Take a job offer from good to great
As the job market picks up, too many of us may be tempted to accept too little for our next position. Here are some tips for maximizing your next career move.
September 29, 2010 4:34 by Katherine Azmeh
4. Market yourself: enter the negotiations with a clear understanding of what value you bring to the company – experience, specialized training, new ideas for growing their business. Before entering negotiations, ask yourself what you have to offer a potential employer. Write it down and be specific. Then, make sure you communicate those positives in a clear, engaging way.
5. Talking numbers. Assess the employer’s interest level before asking about pay. In general, interested employers will raise the topic of compensation in the course of the interview process. If you are offered a position, before receiving salary information, career experts discourage candidates from giving a bottom line. Job counselors suggest you ask employers what they expect to pay candidates with your qualifications. Use your industry research to suggest the going rates. Be sure to use your past salary as a “bargaining chip,” experts suggest.

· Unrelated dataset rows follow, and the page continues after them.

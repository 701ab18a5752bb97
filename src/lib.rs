//! recordcheck - validating deserialization of JSON into typed records
//!
//! A [`schema::TypeSchema`] declares the fields of one type: their category,
//! optionality, defaults and constraints, plus an optional base type whose
//! fields are inherited. [`deserialize::resolve`] turns a parsed JSON object
//! into a [`deserialize::Record`], or reports every violation it found as a
//! path-qualified error tree.
//!
//! ```ignore
//! use recordcheck::constraints::{non_empty_string, range};
//! use recordcheck::deserialize::resolve;
//! use recordcheck::schema::{FieldDescriptor, TypeSchema};
//!
//! let person = TypeSchema::builder("Person")
//!     .field(FieldDescriptor::string("name").with(non_empty_string()))
//!     .field(FieldDescriptor::number("age").with(range(0.0, 150.0)?))
//!     .build()?;
//!
//! let record = resolve(&person, &serde_json::json!({"name": "Alice", "age": 30}))?;
//! ```

pub mod cli;
pub mod constraints;
pub mod deserialize;
pub mod observability;
pub mod schema;
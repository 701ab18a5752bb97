//! Schema subsystem for recordcheck
//!
//! A schema is the field contract of one type: ordered own fields, each with
//! a category, optionality, an optional default and ordered constraints, plus
//! an optional base schema whose fields are inherited.
//!
//! # Design Principles
//!
//! - Explicit construction through [`SchemaBuilder`], no reflection
//! - Every authoring mistake fails at build time
//! - Immutable after build, shared via `Arc`
//! - No process-wide registry; [`SchemaRegistry`] is an ordinary value

mod builder;
mod errors;
mod loader;
mod types;

pub use builder::SchemaBuilder;
pub use errors::{SchemaError, SchemaResult};
pub use loader::{
    read_definition_file, ConstraintDefinition, FieldDefinition, SchemaRegistry, TypeDefinition,
};
pub use types::{json_type_name, FieldDescriptor, PrimitiveKind, TypeCategory, TypeSchema};
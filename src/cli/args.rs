//! CLI argument definitions using clap
//!
//! Commands:
//! - recordcheck check --config <path> --type <Name>
//! - recordcheck schemas --config <path>

use clap::{Parser, Subcommand};
use std::path::PathBuf;

/// recordcheck - validate JSON documents against declared record types
#[derive(Parser, Debug)]
#[command(name = "recordcheck")]
#[command(version, about, long_about = None)]
pub struct Cli {
    #[command(subcommand)]
    pub command: Command,
}

#[derive(Subcommand, Debug)]
pub enum Command {
    /// Validate one JSON document per stdin line against a type
    Check {
        /// Path to configuration file
        #[arg(long, default_value = "./recordcheck.json")]
        config: PathBuf,

        /// Name of the type to resolve documents into
        #[arg(long = "type")]
        type_name: String,
    },

    /// List the loaded types and their fields
    Schemas {
        /// Path to configuration file
        #[arg(long, default_value = "./recordcheck.json")]
        config: PathBuf,
    },
}

impl Cli {
    /// Parse command line arguments
    pub fn parse_args() -> Self {
        Cli::parse()
    }
}
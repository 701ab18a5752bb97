//! String constraints

use super::ConstraintValidator;
use crate::schema::{PrimitiveKind, SchemaError, SchemaResult};

/// Rejects strings that are empty or contain only whitespace
pub fn non_empty_string() -> ConstraintValidator {
    ConstraintValidator::new("nonEmptyString", "value must be non-empty", |v| {
        v.as_str().map_or(false, |s| !s.trim().is_empty())
    })
    .for_kind(PrimitiveKind::String)
}

/// Rejects strings with leading or trailing whitespace. The empty string passes.
pub fn no_extra_space() -> ConstraintValidator {
    ConstraintValidator::new(
        "noExtraSpace",
        "value must not have leading or trailing whitespace",
        |v| v.as_str().map_or(false, |s| s.trim() == s),
    )
    .for_kind(PrimitiveKind::String)
}

/// Requires a match of `pattern` anywhere in the string
///
/// # Errors
///
/// Returns `SchemaError::InvalidConstraint` if the pattern does not compile.
pub fn regex(pattern: &str) -> SchemaResult<ConstraintValidator> {
    let compiled = ::regex::Regex::new(pattern)
        .map_err(|e| SchemaError::invalid_constraint("regex", e.to_string()))?;

    Ok(ConstraintValidator::new(
        format!("regex-{}", pattern),
        format!("value must match regex: {}", pattern),
        move |v| v.as_str().map_or(false, |s| compiled.is_match(s)),
    )
    .for_kind(PrimitiveKind::String))
}

/// Requires the character count to lie within `[min, max]`
///
/// # Errors
///
/// Returns `SchemaError::InvalidConstraint` if `min > max`.
pub fn length_range(min: usize, max: usize) -> SchemaResult<ConstraintValidator> {
    if min > max {
        return Err(SchemaError::invalid_constraint(
            "lengthRange",
            format!("lower bound {} exceeds upper bound {}", min, max),
        ));
    }

    Ok(ConstraintValidator::new(
        format!("lengthRange-{}-{}", min, max),
        format!("value length must be between {} and {}", min, max),
        move |v| {
            v.as_str().map_or(false, |s| {
                let len = s.chars().count();
                min <= len && len <= max
            })
        },
    )
    .for_kind(PrimitiveKind::String))
}
//! Structured JSON logger for recordcheck
//!
//! - One log line = one event
//! - `event` first, `severity` second, remaining keys sorted
//! - Synchronous, unbuffered, written to stderr
//! - Events below the process-wide minimum severity are dropped

use std::fmt;
use std::io::{self, Write};
use std::str::FromStr;
use std::sync::atomic::{AtomicU8, Ordering};

/// Log severity levels
#[derive(Debug, Clone, Copy, PartialEq, Eq, PartialOrd, Ord)]
pub enum Severity {
    /// Per-call detail
    Trace = 0,
    /// Normal operations
    Info = 1,
    /// Recoverable issues
    Warn = 2,
    /// Operation failures
    Error = 3,
    /// Unrecoverable, process exits
    Fatal = 4,
}

impl Severity {
    /// Returns the string representation
    pub fn as_str(&self) -> &'static str {
        match self {
            Severity::Trace => "TRACE",
            Severity::Info => "INFO",
            Severity::Warn => "WARN",
            Severity::Error => "ERROR",
            Severity::Fatal => "FATAL",
        }
    }

    fn from_u8(level: u8) -> Self {
        match level {
            0 => Severity::Trace,
            1 => Severity::Info,
            2 => Severity::Warn,
            3 => Severity::Error,
            _ => Severity::Fatal,
        }
    }
}

impl fmt::Display for Severity {
    fn fmt(&self, f: &mut fmt::Formatter<'_>) -> fmt::Result {
        write!(f, "{}", self.as_str())
    }
}

impl FromStr for Severity {
    type Err = String;

    /// Parses a configured level name, case-insensitively
    fn from_str(s: &str) -> Result<Self, Self::Err> {
        match s.to_ascii_lowercase().as_str() {
            "trace" => Ok(Severity::Trace),
            "info" => Ok(Severity::Info),
            "warn" => Ok(Severity::Warn),
            "error" => Ok(Severity::Error),
            other => Err(format!(
                "unknown log level '{}', expected trace, info, warn or error",
                other
            )),
        }
    }
}

static MIN_SEVERITY: AtomicU8 = AtomicU8::new(Severity::Info as u8);

/// A structured logger that outputs JSON logs
pub struct Logger;

impl Logger {
    /// Sets the process-wide minimum severity
    pub fn set_min_severity(severity: Severity) {
        MIN_SEVERITY.store(severity as u8, Ordering::Relaxed);
    }

    /// Current minimum severity
    pub fn min_severity() -> Severity {
        Severity::from_u8(MIN_SEVERITY.load(Ordering::Relaxed))
    }

    /// Returns true if events of this severity are written
    pub fn enabled(severity: Severity) -> bool {
        severity >= Self::min_severity()
    }

    /// Log an event with the given severity and fields
    pub fn log(severity: Severity, event: &str, fields: &[(&str, &str)]) {
        if !Self::enabled(severity) {
            return;
        }
        Self::log_to_writer(severity, event, fields, &mut io::stderr());
    }

    fn log_to_writer<W: Write>(
        severity: Severity,
        event: &str,
        fields: &[(&str, &str)],
        writer: &mut W,
    ) {
        let mut output = String::with_capacity(256);

        output.push('{');

        output.push_str("\"event\":\"");
        Self::escape_json_string(&mut output, event);
        output.push('"');

        output.push_str(",\"severity\":\"");
        output.push_str(severity.as_str());
        output.push('"');

        let mut sorted_fields: Vec<_> = fields.iter().collect();
        sorted_fields.sort_by_key(|(k, _)| *k);

        for (key, value) in sorted_fields {
            output.push_str(",\"");
            Self::escape_json_string(&mut output, key);
            output.push_str("\":\"");
            Self::escape_json_string(&mut output, value);
            output.push('"');
        }

        output.push_str("}\n");

        // One write per line
        let _ = writer.write_all(output.as_bytes());
        let _ = writer.flush();
    }

    fn escape_json_string(output: &mut String, s: &str) {
        for c in s.chars() {
            match c {
                '"' => output.push_str("\\\""),
                '\\' => output.push_str("\\\\"),
                '\n' => output.push_str("\\n"),
                '\r' => output.push_str("\\r"),
                '\t' => output.push_str("\\t"),
                c if c.is_control() => {
                    output.push_str(&format!("\\u{:04x}", c as u32));
                }
                c => output.push(c),
            }
        }
    }

    /// Log at TRACE level
    pub fn trace(event: &str, fields: &[(&str, &str)]) {
        Self::log(Severity::Trace, event, fields);
    }

    /// Log at INFO level
    pub fn info(event: &str, fields: &[(&str, &str)]) {
        Self::log(Severity::Info, event, fields);
    }

    /// Log at WARN level
    pub fn warn(event: &str, fields: &[(&str, &str)]) {
        Self::log(Severity::Warn, event, fields);
    }

    /// Log at ERROR level
    pub fn error(event: &str, fields: &[(&str, &str)]) {
        Self::log(Severity::Error, event, fields);
    }

    /// Log at FATAL level
    pub fn fatal(event: &str, fields: &[(&str, &str)]) {
        Self::log(Severity::Fatal, event, fields);
    }
}

/// Capture logs to a buffer for testing
#[cfg(test)]
pub fn capture_log(severity: Severity, event: &str, fields: &[(&str, &str)]) -> String {
    let mut buffer = Vec::new();
    Logger::log_to_writer(severity, event, fields, &mut buffer);
    String::from_utf8(buffer).unwrap()
}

6. Get the offer in writing, so you can consider salary and benefits package in a comprehensive way. The terms of employment are not always explicit in the interview process. A written offer will help you examine the job from all angles. “Salary alone was little more than half the monetary picture for me,” explains Chris Bashar, a physics graduate from the US. “When I started to compare the benefits packages of competing offers – insurance and stock options and bonuses – the base salary represented only about sixty percent of the package value.”

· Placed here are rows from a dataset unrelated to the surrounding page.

//! Configuration file
//!
//! ```json
//! { "schema_dir": "./schemas", "max_depth": 64, "log_level": "info" }
//! ```

use std::fs;
use std::path::Path;

use serde::{Deserialize, Serialize};

use super::errors::{CliError, CliResult};
use crate::deserialize::{Deserializer, DEFAULT_MAX_DEPTH};
use crate::observability::Severity;

/// Configuration file structure
#[derive(Debug, Clone, Serialize, Deserialize)]
pub struct Config {
    /// Directory holding `*.json` type definitions (required)
    pub schema_dir: String,

    /// Nested record depth limit (optional, default 64)
    #[serde(default = "default_max_depth")]
    pub max_depth: usize,

    /// Minimum log severity (optional, default "info")
    #[serde(default = "default_log_level")]
    pub log_level: String,
}

fn default_max_depth() -> usize {
    DEFAULT_MAX_DEPTH
}
fn default_log_level() -> String {
    "info".to_string()
}

impl Config {
    /// Load configuration from file
    pub fn load(path: &Path) -> CliResult<Self> {
        let content = fs::read_to_string(path)
            .map_err(|e| CliError::config_error(format!("Failed to read config: {}", e)))?;

        let config: Config = serde_json::from_str(&content)
            .map_err(|e| CliError::config_error(format!("Invalid config JSON: {}", e)))?;

        config.validate()?;

        Ok(config)
    }

    /// Validate configuration values
    pub fn validate(&self) -> CliResult<()> {
        if self.schema_dir.trim().is_empty() {
            return Err(CliError::config_error("schema_dir must not be empty"));
        }

        if self.max_depth == 0 {
            return Err(CliError::config_error("max_depth must be > 0"));
        }

        self.log_severity()?;

        Ok(())
    }

    /// Get schema directory as Path
    pub fn schema_path(&self) -> &Path {
        Path::new(&self.schema_dir)
    }

    /// Parsed `log_level`
    pub fn log_severity(&self) -> CliResult<Severity> {
        self.log_level
            .parse::<Severity>()
            .map_err(|e: String| CliError::config_error(format!("Invalid log_level: {}", e)))
    }

    /// Deserializer carrying the configured limits
    pub fn deserializer(&self) -> Deserializer {
        Deserializer::new().with_max_depth(self.max_depth)
    }
}
//! Schema builder
//!
//! Fields are registered by explicit calls. All authoring mistakes are
//! reported by [`SchemaBuilder::build`]; a schema that builds can be resolved
//! against any input without raising a configuration error.

use std::collections::HashSet;
use std::sync::Arc;

use super::errors::{SchemaError, SchemaResult};
use super::types::{FieldDescriptor, TypeSchema};

/// Collects the fields of one type before it is frozen into a [`TypeSchema`].
#[derive(Debug)]
pub struct SchemaBuilder {
    name: String,
    base: Option<Arc<TypeSchema>>,
    fields: Vec<FieldDescriptor>,
}

impl SchemaBuilder {
    /// Creates a builder for the named type
    pub fn new(name: impl Into<String>) -> Self {
        Self {
            name: name.into(),
            base: None,
            fields: Vec::new(),
        }
    }

    /// Sets the base schema this type inherits fields from
    pub fn extends(mut self, base: &Arc<TypeSchema>) -> Self {
        self.base = Some(Arc::clone(base));
        self
    }

    /// Appends a field. Declaration order is kept for error reporting.
    pub fn field(mut self, field: FieldDescriptor) -> Self {
        self.fields.push(field);
        self
    }

    /// Checks every field and freezes the schema.
    ///
    /// # Errors
    ///
    /// Returns `SchemaError` if:
    /// - a field name is declared twice (DuplicateField)
    /// - a constraint does not apply to its field's category (ConstraintTypeMismatch)
    /// - a default value has the wrong shape (DefaultTypeMismatch)
    pub fn build(self) -> SchemaResult<Arc<TypeSchema>> {
        let mut seen = HashSet::new();
        for field in &self.fields {
            if !seen.insert(field.name()) {
                return Err(SchemaError::DuplicateField {
                    type_name: self.name.clone(),
                    field: field.name().to_string(),
                });
            }
            check_constraints(field)?;
            check_default(field)?;
        }

        Ok(Arc::new(TypeSchema {
            name: self.name,
            own_fields: self.fields,
            base: self.base,
        }))
    }
}

/// Constraints restricted to one primitive kind may only sit on fields of
/// that kind.
fn check_constraints(field: &FieldDescriptor) -> SchemaResult<()> {
    for validator in field.validators() {
        if let Some(kind) = validator.applies_to() {
            if field.category().primitive_kind() != Some(kind) {
                return Err(SchemaError::ConstraintTypeMismatch {
                    field: field.name().to_string(),
                    constraint: validator.name().to_string(),
                    expected: kind.type_name(),
                });
            }
        }
    }
    Ok(())
}

fn check_default(field: &FieldDescriptor) -> SchemaResult<()> {
    match field.default_value() {
        Some(value) if !field.category().accepts(value) => Err(SchemaError::DefaultTypeMismatch {
            field: field.name().to_string(),
            expected: field.category().expected_type(),
        }),
        _ => Ok(()),
    }
}

#[cfg(test)]
mod tests {
    use super::*;
    use crate::constraints;
    use serde_json::json;

    #[test]
    fn test_build_keeps_declaration_order() {
        let schema = SchemaBuilder::new("Person")
            .field(FieldDescriptor::string("name"))
            .field(FieldDescriptor::number("age"))
            .field(FieldDescriptor::boolean("active").optional())
            .build()
            .unwrap();

        let names: Vec<_> = schema.own_fields().iter().map(|f| f.name()).collect();
        assert_eq!(names, vec!["name", "age", "active"]);
        assert!(schema.base().is_none());
    }

    #[test]
    fn test_empty_schema_builds() {
        let schema = SchemaBuilder::new("Empty").build().unwrap();
        assert!(schema.own_fields().is_empty());
    }

    #[test]
    fn test_duplicate_field_rejected() {
        let result = SchemaBuilder::new("Person")
            .field(FieldDescriptor::string("name"))
            .field(FieldDescriptor::number("name"))
            .build();

        assert_eq!(
            result.unwrap_err(),
            SchemaError::DuplicateField {
                type_name: "Person".into(),
                field: "name".into(),
            }
        );
    }

    #[test]
    fn test_number_constraint_on_string_rejected() {
        let result = SchemaBuilder::new("C")
            .field(FieldDescriptor::string("field1").with(constraints::min(1.0).unwrap()))
            .build();

        match result.unwrap_err() {
            SchemaError::ConstraintTypeMismatch { field, expected, .. } => {
                assert_eq!(field, "field1");
                assert_eq!(expected, "number");
            }
            other => panic!("unexpected error: {other}"),
        }
    }

    #[test]
    fn test_string_constraint_on_nested_rejected() {
        let inner = SchemaBuilder::new("Inner").build().unwrap();
        let result = SchemaBuilder::new("Outer")
            .field(FieldDescriptor::nested("inner", &inner).with(constraints::non_empty_string()))
            .build();
        assert!(matches!(
            result,
            Err(SchemaError::ConstraintTypeMismatch { .. })
        ));
    }

    #[test]
    fn test_membership_constraint_applies_to_any_kind() {
        let schema = SchemaBuilder::new("C")
            .field(
                FieldDescriptor::number("n").with(constraints::whitelist([json!(1), json!(5)]).unwrap()),
            )
            .field(
                FieldDescriptor::boolean("b").with(constraints::blacklist([json!(false)]).unwrap()),
            )
            .build();
        assert!(schema.is_ok());
    }

    #[test]
    fn test_default_type_mismatch_rejected() {
        let result = SchemaBuilder::new("C")
            .field(FieldDescriptor::number("optional1").with_default("abc"))
            .build();

        assert_eq!(
            result.unwrap_err(),
            SchemaError::DefaultTypeMismatch {
                field: "optional1".into(),
                expected: "number",
            }
        );
    }

    #[test]
    fn test_nested_default_must_be_object() {
        let inner = SchemaBuilder::new("Inner")
            .field(FieldDescriptor::string("field1"))
            .build()
            .unwrap();

        let ok = SchemaBuilder::new("Outer")
            .field(FieldDescriptor::nested("inner", &inner).with_default(json!({"field1": "abc"})))
            .build();
        assert!(ok.is_ok());

        let bad = SchemaBuilder::new("Outer")
            .field(FieldDescriptor::nested("inner", &inner).with_default(json!("abc")))
            .build();
        assert!(matches!(bad, Err(SchemaError::DefaultTypeMismatch { .. })));
    }

    #[test]
    fn test_same_name_allowed_across_levels() {
        let base = SchemaBuilder::new("Base")
            .field(FieldDescriptor::number("field1").with(constraints::max(10.0).unwrap()))
            .build()
            .unwrap();
        let derived = SchemaBuilder::new("Derived")
            .extends(&base)
            .field(FieldDescriptor::number("field1").with(constraints::min(20.0).unwrap()))
            .build()
            .unwrap();

        assert_eq!(derived.base().unwrap().name(), "Base");
    }
}
//! Validating deserialization for recordcheck
//!
//! Turns a parsed JSON object into a [`Record`] by walking a [`TypeSchema`]
//! and its base chain, or reports every violation found as a tree of
//! [`FieldError`]s.
//!
//! # Guarantees
//!
//! - No coercion: a field's JSON kind must match its category exactly
//! - Full collection across fields, short-circuit within a field on type errors
//! - A failed call never returns a partially populated record
//! - Errors ordered by declaration, own fields before inherited ones

mod engine;
mod errors;
mod record;
mod report;

use std::sync::Arc;

use serde::de::DeserializeOwned;
use serde_json::Value;

use crate::schema::TypeSchema;

pub use engine::{Deserializer, DEFAULT_MAX_DEPTH};
pub use errors::{DeserializeError, DeserializeResult, FieldError, Violation, MISSING_FIELD_MESSAGE};
pub use record::{FieldValue, Record};
pub use report::{render, render_lines, INDENT};

/// Resolves `input` against `schema` with default limits.
pub fn resolve(schema: &TypeSchema, input: &Value) -> DeserializeResult<Record> {
    Deserializer::default().resolve(schema, input)
}

/// A Rust type bound to the schema its values are validated against.
pub trait Deserializable: DeserializeOwned {
    /// The schema for this type
    fn schema() -> Arc<TypeSchema>;
}

/// Validates `input` against `T`'s schema and converts it into `T`.
pub fn from_value<T: Deserializable>(input: &Value) -> DeserializeResult<T> {
    Deserializer::default().resolve_as(&T::schema(), input)
}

7. Interviewing skills are acquired, not inborn. Becoming a strong negotiator comes with practice. Hone your skills by negotiating offers that you might not otherwise consider. Communication skills and interview savvy improve with experience. And who knows, you might just negotiate a “not-so-good-offer” into a winner.
8. Finally, keep your cool. Stay collected and professional throughout the process, despite inner nervousness. Negotiation anxiety declines with practice. The more prepared you are for the process, the easier it will be to remain confident. Remember, employers take their time in finding the right candidate, and you should, too. It’s a win-win situation when both employers and candidates carefully consider the decision to work together.